I have a friend who after surgery became addicted to Percoset that she was given for post surgical pain that lasted for two years. A pain clinic was prescribing it after seeing her CT scan etc. She ended up in the ED with severe vomiting and abdominal pain. The nurses thought she was a "drug seeker" and left her in the ED crying and screaming in pain. My friend had decided to just stop taking the Percoset not knowing the consequences of abrupt narcotic withdrawal. She wasn't a "drug seeker" (a non word in my book). She was in withdrawal not even knowing what was going on. She asked for her surgeon thinking the pain was from the surgery. He immediately diagnosed her situation and put her on narcotics admitting her. When she was made comfortable, she was sent to a hospital specializing in addiction and eventually entered a rehab. She has been off narcotics for a year, is going to AA meetings and doing very well. What a wonderful doctor that was-a surgeon who cared about his patient and saw her as a whole person-not just looking at the area of her body that he operated on. He gave my friend back her life. I am appaled that those ED nurses left her lying in the ED alone in a room vomiting and screaming in pain for at least an hour not even entering the room to talk to her or hold her hand-just ignoring her. Each person is an individual and there are a million different scenerios for each and every patient. A patient could be an addict, could be somatizing, could have a disease process, could have a low tolerance for pain-I could go on and on. We are professionals who are there to be compassionate and to help other human beings not judge them. For goodness sakes, anyone who enters an ED has some problem. It could be med/surg or psychiatric or yes an addict who needs help. Addicts are not criminals. They are sick, and we have taken an oath to help all sick people. We do not have the right to judge anyone, and I hear too many instances where this does go on. Karen, as a nurse I would love to work with a DON like you, and as a pt., I would feel safe in your hospital. Thanks again for your highly intelligent and thoughtfull posts. Krisssy RN MA

people who have chronic pain can have acute pain also - i dont see any reason they should NOT go to the er if they end up with other pain - one because with our chronic pain we know whats causing it and what fixes it - i sure am not gonna have severe abd pain and just medicate myself with my pain meds and perhaps have a ruptured appendix opr whatever -

oh and i have seen somone who ran out of the pills ( not thinking to refill them as they werent scheduled )- and he tried hard to not take em - and he let it go so far he went toget some and had only a few pills left - not enough to get through the weekend to get to doc on mon. it happens.

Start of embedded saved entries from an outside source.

//! Unified-Diff Tool
//!
//! `apply_diff`: applies a unified diff to a workspace file. Hunk headers
//! reseat a cursor over the original lines; `+` lines are emitted, `-`
//! lines consume an original line, context lines are copied through.
//! New-file creation is signaled by `--- /dev/null`. A `<path>.backup`
//! snapshot is taken before the write and restored if the write fails.

use std::sync::{Arc, LazyLock};

use async_trait::async_trait;
use regex::Regex;
use serde_json::Value;
use tracing::debug;

use crate::backup::BackupManager;
use crate::registry::ToolHandler;
use crate::tools::fs::write_atomic;
use crate::tools::{io_failure, resolve_workspace_path};
use crate::types::{
    ErrorCode, ExecutionContext, ParamType, ToolDefinition, ToolParameter, ToolResult,
};

static HUNK_HEADER_RE: LazyLock<Regex> =
    LazyLock::new(|| Regex::new(r"^@@ -(\d+)(?:,(\d+))? \+(\d+)(?:,(\d+))? @@").unwrap());

// ---------------------------------------------------------------------------
// Diff model
// ---------------------------------------------------------------------------

/// A single line inside a hunk.
#[derive(Debug, Clone, PartialEq, Eq)]
enum HunkLine {
    /// Leading space — copied through, advances the original cursor.
    Context(String),
    /// Leading `-` — consumes an original line without emitting it.
    Remove(String),
    /// Leading `+` — emitted into the result.
    Add(String),
}

#[derive(Debug, Clone)]
struct DiffHunk {
    /// 1-based start line in the original file.
    orig_start: usize,
    lines: Vec<HunkLine>,
}

#[derive(Debug)]
struct ParsedDiff {
    hunks: Vec<DiffHunk>,
    /// `--- /dev/null` header: the target is being created.
    creates_file: bool,
}

fn parse_diff(diff: &str) -> Option<ParsedDiff> {
    let lines: Vec<&str> = diff.lines().collect();
    let creates_file = lines.iter().any(|l| l.trim_end() == "--- /dev/null");

    let mut hunks: Vec<DiffHunk> = Vec::new();
    let mut i = 0;
    while i < lines.len() {
        let line = lines[i];
        let caps = match HUNK_HEADER_RE.captures(line) {
            Some(c) => c,
            None => {
                i += 1;
                continue;
            }
        };
        let orig_start: usize = caps[1].parse().unwrap_or(1);
        i += 1;

        let mut hunk_lines = Vec::new();
        while i < lines.len() && !lines[i].starts_with("@@ ") {
            let hl = lines[i];
            if let Some(rest) = hl.strip_prefix('+') {
                // `+++` header lines between hunks are not additions.
                if !hl.starts_with("+++ ") {
                    hunk_lines.push(HunkLine::Add(rest.to_string()));
                }
            } else if let Some(rest) = hl.strip_prefix('-') {
                // `---` header lines between hunks are not removals.
                if !hl.starts_with("---") {
                    hunk_lines.push(HunkLine::Remove(rest.to_string()));
                }
            } else if let Some(rest) = hl.strip_prefix(' ') {
                hunk_lines.push(HunkLine::Context(rest.to_string()));
            }
            // `\ No newline at end of file` and anything else is skipped.
            i += 1;
        }
        hunks.push(DiffHunk {
            orig_start,
            lines: hunk_lines,
        });
    }

    if hunks.is_empty() {
        return None;
    }
    Some(ParsedDiff {
        hunks,
        creates_file,
    })
}

/// Walk the original lines and the hunks in parallel.
fn apply_parsed(original: &str, diff: &ParsedDiff) -> (String, usize, usize) {
    let orig_lines: Vec<&str> = original.lines().collect();
    let mut out: Vec<String> = Vec::new();
    let mut cursor = 0usize;
    let mut added = 0usize;
    let mut removed = 0usize;

    for hunk in &diff.hunks {
        // 1-based header → 0-based cursor; a start of 0 means insertion
        // before the first line. Never rewind past already-consumed lines.
        let start = hunk.orig_start.saturating_sub(1).max(cursor);
        while cursor < start && cursor < orig_lines.len() {
            out.push(orig_lines[cursor].to_string());
            cursor += 1;
        }

        for hl in &hunk.lines {
            match hl {
                HunkLine::Context(text) => {
                    out.push(text.clone());
                    cursor += 1;
                }
                HunkLine::Remove(_) => {
                    cursor += 1;
                    removed += 1;
                }
                HunkLine::Add(text) => {
                    out.push(text.clone());
                    added += 1;
                }
            }
        }
    }

    while cursor < orig_lines.len() {
        out.push(orig_lines[cursor].to_string());
        cursor += 1;
    }

    let mut result = out.join("\n");
    let keep_newline = original.ends_with('\n') || (original.is_empty() && !result.is_empty());
    if keep_newline && !result.is_empty() {
        result.push('\n');
    }
    (result, added, removed)
}

// ---------------------------------------------------------------------------
// Tool
// ---------------------------------------------------------------------------

pub fn apply_diff_definition() -> ToolDefinition {
    ToolDefinition {
        name: "apply_diff".into(),
        description: "Apply a unified diff to a file. Use '--- /dev/null' to create a new file."
            .into(),
        parameters: vec![
            ToolParameter::required("path", ParamType::String, "Target file inside the workspace"),
            ToolParameter::required("diff", ParamType::String, "Unified diff with at least one @@ hunk"),
            ToolParameter::optional(
                "create_backup",
                ParamType::Boolean,
                "Write a .backup snapshot before modifying",
                Some(Value::Bool(true)),
            ),
        ],
        safe: false,
    }
}

pub struct ApplyDiffTool {
    backups: Arc<BackupManager>,
}

impl ApplyDiffTool {
    pub fn new(backups: Arc<BackupManager>) -> Self {
        Self { backups }
    }
}

#[async_trait]
impl ToolHandler for ApplyDiffTool {
    async fn execute(
        &self,
        params: &serde_json::Map<String, Value>,
        ctx: &ExecutionContext,
    ) -> ToolResult {
        let raw_path = params.get("path").and_then(|v| v.as_str()).unwrap_or("");
        let diff_text = params.get("diff").and_then(|v| v.as_str()).unwrap_or("");
        let create_backup = params
            .get("create_backup")
            .and_then(|v| v.as_bool())
            .unwrap_or(true);

        let path = match resolve_workspace_path(raw_path, &ctx.workspace_root) {
            Ok(p) => p,
            Err(e) => return e,
        };

        if !diff_text.contains("@@") {
            return ToolResult::fail(
                ErrorCode::InvalidArguments,
                "diff contains no @@ hunk header",
            );
        }
        let parsed = match parse_diff(diff_text) {
            Some(p) => p,
            None => {
                return ToolResult::fail(
                    ErrorCode::InvalidArguments,
                    "diff contains no parsable hunks",
                )
            }
        };

        let exists = path.exists();
        let original = if parsed.creates_file {
            String::new()
        } else if exists {
            match tokio::fs::read_to_string(&path).await {
                Ok(c) => c,
                Err(e) => return io_failure(&path, &e),
            }
        } else {
            return ToolResult::fail(
                ErrorCode::NotFound,
                format!("{} does not exist (use --- /dev/null to create)", path.display()),
            );
        };

        let backup = if exists && create_backup {
            match self.backups.create(&path, "apply_diff").await {
                Ok(record) => Some(record),
                Err(e) => return ToolResult::fail(ErrorCode::FsFault, e),
            }
        } else {
            None
        };

        let (result, added, removed) = apply_parsed(&original, &parsed);

        if let Some(parent) = path.parent() {
            if let Err(e) = tokio::fs::create_dir_all(parent).await {
                return io_failure(parent, &e);
            }
        }

        if let Err(write_err) = write_atomic(&path, &result).await {
            // Put the pre-mutation contents back before reporting.
            if backup.is_some() {
                match self.backups.restore(&path).await {
                    Ok(_) => {
                        return ToolResult::fail(
                            ErrorCode::FsFault,
                            format!(
                                "{}: write failed ({}); restored from backup",
                                path.display(),
                                write_err
                            ),
                        )
                    }
                    Err(restore_err) => {
                        return ToolResult::fail(
                            ErrorCode::FsFault,
                            format!(
                                "{}: write failed ({}) and restore failed ({})",
                                path.display(),
                                write_err,
                                restore_err
                            ),
                        )
                    }
                }
            }
            return io_failure(&path, &write_err);
        }

        debug!(path = %path.display(), added, removed, "apply_diff");
        let mut result = ToolResult::ok(format!("applied diff to {}", path.display()))
            .with_meta("linesAdded", Value::Number(added.into()))
            .with_meta("linesRemoved", Value::Number(removed.into()));
        if let Some(record) = backup {
            result = result.with_meta(
                "backup",
                Value::String(record.backup_path.display().to_string()),
            );
        }
        result
    }
}

// ---------------------------------------------------------------------------
// Tests
// ---------------------------------------------------------------------------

There are many reasons why a person with chronic pain, who attends a pain clinic, may end up in an ED. Sometimes pain centers are closed or the doctors cannot be reached fast enough or the patient becomes hysterical and needs immediate help. Maybe the pain doctor missed something that is going on with your pt. Maybe the pain killers are just not working. Maybe the person has an allergic reaction to the pills. Perhaps the patient didn't take the pain killers as prescribed. Maybe she didn't understand the directions and got confused and took the incorrect dosage. Maybe the patient took too many pills because they weren't controlling the pain. Maybe the pain developed into a new dimension over the weekend-perhaps an infection. Maybe the patient has developed a tolerance to the pills and they stopped working or she or he took too many because the dosage stopped working and the clinic is closed. Maybe the patient has become addicted to the pills, and took too many. Yes, that IS a reason to go to the ED. When the blood level drops a narcotic user (and I don't care what the reason is) is a sick person who needs help. Look, I could go on and on and give you scenerio after scenerio of WHY a chronic pain pt. may show up in an emergency room. If you work in an ED, it is your job to work with the doc and find out what is going on with your patient and help them to the best of your ability. I have been an RN for 37 years, and I may become a pt. advocate when I retire! Krisssy RN MA

Sorry, the top of the quote where the writer said he doesn't understand why chronic pain pts. go to EDS was cut off.

no , we do NOT have to give what a dr ordered if we have valid issues and proof at hand- if i suspected strongly ( not just whimsica) that i had a drug seeker r i would before giving anything call my supervisoer or tell the doc to give it himself then. ourlicense is on the line - it is our responsibility to question an unnacceptable order - if we dont in the court we are held as responsible as the doc.

as for speeding up the narcs then those patients are idiots as its more than likely in there- it isnt like the dose is in the bag- and if your doing over 4 min the amount you wuld give diluted would be already run into the vein.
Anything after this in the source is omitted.